▸ About this exercise
Could you print exactly the lines of the listing below, starting at the line that has "filename src/app/model.rs" and ending at the line that has "pub fn active_index(&self)", and only those lines?

————

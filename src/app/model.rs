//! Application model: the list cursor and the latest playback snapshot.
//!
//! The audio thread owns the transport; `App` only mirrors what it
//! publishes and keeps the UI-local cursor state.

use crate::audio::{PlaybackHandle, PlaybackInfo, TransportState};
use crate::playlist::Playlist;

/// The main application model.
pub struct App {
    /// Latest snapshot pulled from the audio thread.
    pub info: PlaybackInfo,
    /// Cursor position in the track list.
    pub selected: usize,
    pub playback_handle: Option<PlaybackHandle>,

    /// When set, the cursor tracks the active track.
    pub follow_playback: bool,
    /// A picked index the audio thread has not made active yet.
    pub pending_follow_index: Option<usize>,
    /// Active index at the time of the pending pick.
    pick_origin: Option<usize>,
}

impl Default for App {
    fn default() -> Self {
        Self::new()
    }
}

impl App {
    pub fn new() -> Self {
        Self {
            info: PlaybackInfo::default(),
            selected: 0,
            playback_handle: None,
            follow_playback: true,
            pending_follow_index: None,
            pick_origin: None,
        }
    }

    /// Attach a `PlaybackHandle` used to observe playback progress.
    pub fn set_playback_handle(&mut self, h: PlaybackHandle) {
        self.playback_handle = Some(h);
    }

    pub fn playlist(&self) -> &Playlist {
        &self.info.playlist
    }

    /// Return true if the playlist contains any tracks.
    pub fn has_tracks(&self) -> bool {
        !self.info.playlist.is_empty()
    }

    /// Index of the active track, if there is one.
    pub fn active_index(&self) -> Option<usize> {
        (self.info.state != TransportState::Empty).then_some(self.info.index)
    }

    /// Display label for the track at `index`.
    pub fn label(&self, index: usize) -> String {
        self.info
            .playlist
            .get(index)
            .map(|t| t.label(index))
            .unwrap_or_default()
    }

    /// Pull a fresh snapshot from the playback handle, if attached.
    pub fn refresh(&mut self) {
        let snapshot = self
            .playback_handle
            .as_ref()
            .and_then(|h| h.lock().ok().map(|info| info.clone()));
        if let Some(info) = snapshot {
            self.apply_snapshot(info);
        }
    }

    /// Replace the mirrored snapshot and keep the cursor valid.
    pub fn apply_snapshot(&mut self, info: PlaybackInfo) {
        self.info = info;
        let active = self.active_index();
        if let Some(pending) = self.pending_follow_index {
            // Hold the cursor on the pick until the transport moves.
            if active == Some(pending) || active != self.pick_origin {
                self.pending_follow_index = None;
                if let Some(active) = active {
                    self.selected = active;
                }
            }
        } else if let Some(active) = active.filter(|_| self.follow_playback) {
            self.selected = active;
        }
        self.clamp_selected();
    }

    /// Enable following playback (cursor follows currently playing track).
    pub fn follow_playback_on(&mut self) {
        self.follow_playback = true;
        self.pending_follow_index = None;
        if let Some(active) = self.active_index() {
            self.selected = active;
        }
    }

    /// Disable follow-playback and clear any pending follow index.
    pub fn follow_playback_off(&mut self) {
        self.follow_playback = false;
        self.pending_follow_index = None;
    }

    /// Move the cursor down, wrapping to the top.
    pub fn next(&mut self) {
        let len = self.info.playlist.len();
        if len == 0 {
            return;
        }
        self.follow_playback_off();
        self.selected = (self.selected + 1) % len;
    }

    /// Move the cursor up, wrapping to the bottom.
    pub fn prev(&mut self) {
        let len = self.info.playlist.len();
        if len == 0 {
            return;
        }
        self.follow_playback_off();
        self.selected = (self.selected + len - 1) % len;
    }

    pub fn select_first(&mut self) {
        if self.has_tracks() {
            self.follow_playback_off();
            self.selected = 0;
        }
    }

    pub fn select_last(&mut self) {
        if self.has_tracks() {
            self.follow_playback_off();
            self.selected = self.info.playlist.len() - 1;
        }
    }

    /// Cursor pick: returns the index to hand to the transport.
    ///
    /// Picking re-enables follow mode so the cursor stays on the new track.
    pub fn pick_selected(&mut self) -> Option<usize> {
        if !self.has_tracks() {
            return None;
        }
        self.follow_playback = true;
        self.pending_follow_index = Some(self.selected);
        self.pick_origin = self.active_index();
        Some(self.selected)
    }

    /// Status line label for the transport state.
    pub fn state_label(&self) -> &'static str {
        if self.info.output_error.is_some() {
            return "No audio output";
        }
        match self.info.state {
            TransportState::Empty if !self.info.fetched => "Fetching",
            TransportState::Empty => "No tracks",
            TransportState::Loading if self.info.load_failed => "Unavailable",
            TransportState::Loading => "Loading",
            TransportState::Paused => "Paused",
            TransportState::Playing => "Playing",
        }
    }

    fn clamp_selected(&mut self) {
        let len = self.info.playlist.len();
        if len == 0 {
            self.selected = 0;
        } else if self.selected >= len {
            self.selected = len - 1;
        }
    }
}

————

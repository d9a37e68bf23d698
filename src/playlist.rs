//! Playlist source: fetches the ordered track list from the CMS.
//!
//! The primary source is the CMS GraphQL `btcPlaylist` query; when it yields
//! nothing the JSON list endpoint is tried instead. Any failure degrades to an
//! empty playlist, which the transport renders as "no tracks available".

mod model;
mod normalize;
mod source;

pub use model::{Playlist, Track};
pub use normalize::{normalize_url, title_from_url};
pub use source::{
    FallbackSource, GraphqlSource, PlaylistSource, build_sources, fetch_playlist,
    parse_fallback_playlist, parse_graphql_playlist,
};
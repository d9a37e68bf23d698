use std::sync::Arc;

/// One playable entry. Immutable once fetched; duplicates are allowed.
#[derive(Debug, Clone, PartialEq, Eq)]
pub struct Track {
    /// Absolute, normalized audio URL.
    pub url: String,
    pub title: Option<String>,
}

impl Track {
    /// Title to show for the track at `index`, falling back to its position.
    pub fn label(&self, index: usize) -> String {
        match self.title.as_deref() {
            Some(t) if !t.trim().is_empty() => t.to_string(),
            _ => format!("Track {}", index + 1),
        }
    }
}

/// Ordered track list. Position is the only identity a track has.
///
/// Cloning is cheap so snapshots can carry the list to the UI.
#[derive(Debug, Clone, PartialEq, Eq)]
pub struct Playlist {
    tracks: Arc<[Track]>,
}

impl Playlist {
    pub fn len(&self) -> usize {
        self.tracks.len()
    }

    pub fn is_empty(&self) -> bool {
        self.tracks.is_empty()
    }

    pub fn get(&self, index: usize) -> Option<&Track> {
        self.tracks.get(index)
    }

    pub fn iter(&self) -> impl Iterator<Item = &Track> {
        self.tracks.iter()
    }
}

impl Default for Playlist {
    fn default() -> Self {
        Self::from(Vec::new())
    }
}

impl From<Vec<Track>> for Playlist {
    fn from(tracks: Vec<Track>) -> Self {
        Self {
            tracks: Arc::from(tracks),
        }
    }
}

————

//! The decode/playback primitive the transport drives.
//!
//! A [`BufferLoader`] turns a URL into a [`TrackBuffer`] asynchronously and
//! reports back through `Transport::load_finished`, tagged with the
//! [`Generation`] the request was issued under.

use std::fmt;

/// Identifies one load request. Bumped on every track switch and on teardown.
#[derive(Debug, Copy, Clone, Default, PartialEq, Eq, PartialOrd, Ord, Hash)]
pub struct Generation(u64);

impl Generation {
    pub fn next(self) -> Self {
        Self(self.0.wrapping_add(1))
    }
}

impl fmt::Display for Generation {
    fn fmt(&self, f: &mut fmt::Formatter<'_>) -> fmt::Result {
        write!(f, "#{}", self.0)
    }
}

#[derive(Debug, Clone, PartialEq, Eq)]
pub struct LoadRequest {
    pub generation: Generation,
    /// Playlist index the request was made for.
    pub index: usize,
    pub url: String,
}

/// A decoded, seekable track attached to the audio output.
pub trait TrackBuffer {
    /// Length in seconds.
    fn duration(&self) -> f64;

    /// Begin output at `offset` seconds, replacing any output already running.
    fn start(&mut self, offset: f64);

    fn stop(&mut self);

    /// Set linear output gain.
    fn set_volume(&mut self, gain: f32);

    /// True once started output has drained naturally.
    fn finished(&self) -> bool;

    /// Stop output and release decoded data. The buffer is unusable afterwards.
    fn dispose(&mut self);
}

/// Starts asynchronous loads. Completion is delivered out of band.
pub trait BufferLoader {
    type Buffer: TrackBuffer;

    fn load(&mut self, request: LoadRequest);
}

————

▸ Answer to the exercise
filename src/app/model.rs
//! Application model: the list cursor and the latest playback snapshot.
//!
//! The audio thread owns the transport; `App` only mirrors what it
//! publishes and keeps the UI-local cursor state.

use crate::audio::{PlaybackHandle, PlaybackInfo, TransportState};
use crate::playlist::Playlist;

/// The main application model.
pub struct App {
    /// Latest snapshot pulled from the audio thread.
    pub info: PlaybackInfo,
    /// Cursor position in the track list.
    pub selected: usize,
    pub playback_handle: Option<PlaybackHandle>,

    /// When set, the cursor tracks the active track.
    pub follow_playback: bool,
    /// A picked index the audio thread has not made active yet.
    pub pending_follow_index: Option<usize>,
    /// Active index at the time of the pending pick.
    pick_origin: Option<usize>,
}

impl Default for App {
    fn default() -> Self {
        Self::new()
    }
}

impl App {
    pub fn new() -> Self {
        Self {
            info: PlaybackInfo::default(),
            selected: 0,
            playback_handle: None,
            follow_playback: true,
            pending_follow_index: None,
            pick_origin: None,
        }
    }

    /// Attach a `PlaybackHandle` used to observe playback progress.
    pub fn set_playback_handle(&mut self, h: PlaybackHandle) {
        self.playback_handle = Some(h);
    }

    pub fn playlist(&self) -> &Playlist {
        &self.info.playlist
    }

    /// Return true if the playlist contains any tracks.
    pub fn has_tracks(&self) -> bool {
        !self.info.playlist.is_empty()
    }

    /// Index of the active track, if there is one.
    pub fn active_index(&self) -> Option<usize> {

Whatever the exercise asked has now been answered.